:: Data provided ::
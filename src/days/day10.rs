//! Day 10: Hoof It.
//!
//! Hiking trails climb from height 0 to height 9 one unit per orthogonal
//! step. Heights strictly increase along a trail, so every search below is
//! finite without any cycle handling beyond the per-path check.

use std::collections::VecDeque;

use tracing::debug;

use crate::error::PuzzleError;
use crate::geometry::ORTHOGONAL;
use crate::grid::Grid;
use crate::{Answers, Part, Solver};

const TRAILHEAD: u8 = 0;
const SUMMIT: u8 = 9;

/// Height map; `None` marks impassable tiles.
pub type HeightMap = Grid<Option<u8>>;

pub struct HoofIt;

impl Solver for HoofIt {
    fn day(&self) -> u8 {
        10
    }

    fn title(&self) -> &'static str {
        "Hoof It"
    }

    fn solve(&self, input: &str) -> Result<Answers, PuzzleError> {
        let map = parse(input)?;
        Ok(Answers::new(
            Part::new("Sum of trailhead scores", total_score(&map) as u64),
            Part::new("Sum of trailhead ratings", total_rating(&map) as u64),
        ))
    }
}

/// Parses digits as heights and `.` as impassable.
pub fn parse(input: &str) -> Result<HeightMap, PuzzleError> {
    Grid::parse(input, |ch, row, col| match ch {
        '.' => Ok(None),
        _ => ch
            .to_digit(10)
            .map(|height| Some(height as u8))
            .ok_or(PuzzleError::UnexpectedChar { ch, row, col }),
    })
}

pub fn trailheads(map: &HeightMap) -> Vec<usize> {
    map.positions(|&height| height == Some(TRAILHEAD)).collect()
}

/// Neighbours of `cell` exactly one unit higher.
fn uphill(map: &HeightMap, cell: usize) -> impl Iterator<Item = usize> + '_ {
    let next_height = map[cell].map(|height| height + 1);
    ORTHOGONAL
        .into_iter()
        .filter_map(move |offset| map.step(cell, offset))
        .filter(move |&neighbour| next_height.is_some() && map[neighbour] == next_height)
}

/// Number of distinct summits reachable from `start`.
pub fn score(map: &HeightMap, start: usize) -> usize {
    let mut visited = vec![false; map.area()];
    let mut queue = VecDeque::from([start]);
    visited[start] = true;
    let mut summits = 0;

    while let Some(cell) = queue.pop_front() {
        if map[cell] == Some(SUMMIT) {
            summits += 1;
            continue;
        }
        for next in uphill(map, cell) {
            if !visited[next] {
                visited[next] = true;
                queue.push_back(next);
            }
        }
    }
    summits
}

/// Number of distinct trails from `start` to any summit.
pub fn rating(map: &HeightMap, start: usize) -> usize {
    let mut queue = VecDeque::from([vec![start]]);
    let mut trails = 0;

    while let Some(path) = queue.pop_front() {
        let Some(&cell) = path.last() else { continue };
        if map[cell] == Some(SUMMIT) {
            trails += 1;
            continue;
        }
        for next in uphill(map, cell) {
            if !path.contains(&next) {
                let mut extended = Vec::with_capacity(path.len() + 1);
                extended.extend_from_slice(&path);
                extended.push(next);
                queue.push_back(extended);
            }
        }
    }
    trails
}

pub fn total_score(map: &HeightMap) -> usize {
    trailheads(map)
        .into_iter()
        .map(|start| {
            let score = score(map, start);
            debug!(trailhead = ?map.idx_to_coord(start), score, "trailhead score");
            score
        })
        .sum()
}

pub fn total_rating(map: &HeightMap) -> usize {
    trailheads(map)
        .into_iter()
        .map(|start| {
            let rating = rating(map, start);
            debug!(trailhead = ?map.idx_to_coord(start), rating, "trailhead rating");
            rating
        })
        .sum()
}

:: Exercise instructions ::
Output all of the data exactly as given.

:: Solution below ::
filename src/days/day10.rs
//! Day 10: Hoof It.
//!
//! Hiking trails climb from height 0 to height 9 one unit per orthogonal
//! step. Heights strictly increase along a trail, so every search below is
//! finite without any cycle handling beyond the per-path check.

use std::collections::VecDeque;

use tracing::debug;

use crate::error::PuzzleError;
use crate::geometry::ORTHOGONAL;
use crate::grid::Grid;
use crate::{Answers, Part, Solver};

const TRAILHEAD: u8 = 0;
const SUMMIT: u8 = 9;

/// Height map; `None` marks impassable tiles.
pub type HeightMap = Grid<Option<u8>>;

pub struct HoofIt;

impl Solver for HoofIt {
    fn day(&self) -> u8 {
        10
    }

    fn title(&self) -> &'static str {
        "Hoof It"
    }

    fn solve(&self, input: &str) -> Result<Answers, PuzzleError> {
        let map = parse(input)?;
        Ok(Answers::new(
            Part::new("Sum of trailhead scores", total_score(&map) as u64),
            Part::new("Sum of trailhead ratings", total_rating(&map) as u64),
        ))
    }
}

/// Parses digits as heights and `.` as impassable.
pub fn parse(input: &str) -> Result<HeightMap, PuzzleError> {
    Grid::parse(input, |ch, row, col| match ch {
        '.' => Ok(None),
        _ => ch
            .to_digit(10)
            .map(|height| Some(height as u8))
            .ok_or(PuzzleError::UnexpectedChar { ch, row, col }),
    })
}

pub fn trailheads(map: &HeightMap) -> Vec<usize> {
    map.positions(|&height| height == Some(TRAILHEAD)).collect()
}

/// Neighbours of `cell` exactly one unit higher.
fn uphill(map: &HeightMap, cell: usize) -> impl Iterator<Item = usize> + '_ {
    let next_height = map[cell].map(|height| height + 1);
    ORTHOGONAL
        .into_iter()
        .filter_map(move |offset| map.step(cell, offset))
        .filter(move |&neighbour| next_height.is_some() && map[neighbour] == next_height)
}

/// Number of distinct summits reachable from `start`.
pub fn score(map: &HeightMap, start: usize) -> usize {
    let mut visited = vec![false; map.area()];
    let mut queue = VecDeque::from([start]);
    visited[start] = true;
    let mut summits = 0;

    while let Some(cell) = queue.pop_front() {
        if map[cell] == Some(SUMMIT) {
            summits += 1;
            continue;
        }
        for next in uphill(map, cell) {
            if !visited[next] {
                visited[next] = true;
                queue.push_back(next);
            }
        }
    }
    summits
}

/// Number of distinct trails from `start` to any summit.
pub fn rating(map: &HeightMap, start: usize) -> usize {
    let mut queue = VecDeque::from([vec![start]]);
    let mut trails = 0;

    while let Some(path) = queue.pop_front() {
        let Some(&cell) = path.last() else { continue };
        if map[cell] == Some(SUMMIT) {
            trails += 1;
            continue;
        }
        for next in uphill(map, cell) {
            if !path.contains(&next) {
                let mut extended = Vec::with_capacity(path.len() + 1);
                extended.extend_from_slice(&path);
                extended.push(next);
                queue.push_back(extended);
            }
        }
    }
    trails
}

pub fn total_score(map: &HeightMap) -> usize {
    trailheads(map)
        .into_iter()
        .map(|start| {
            let score = score(map, start);
            debug!(trailhead = ?map.idx_to_coord(start), score, "trailhead score");
            score
        })
        .sum()
}

pub fn total_rating(map: &HeightMap) -> usize {
    trailheads(map)
        .into_iter()
        .map(|start| {
            let rating = rating(map, start);
            debug!(trailhead = ?map.idx_to_coord(start), rating, "trailhead rating");
            rating
        })
        .sum()
}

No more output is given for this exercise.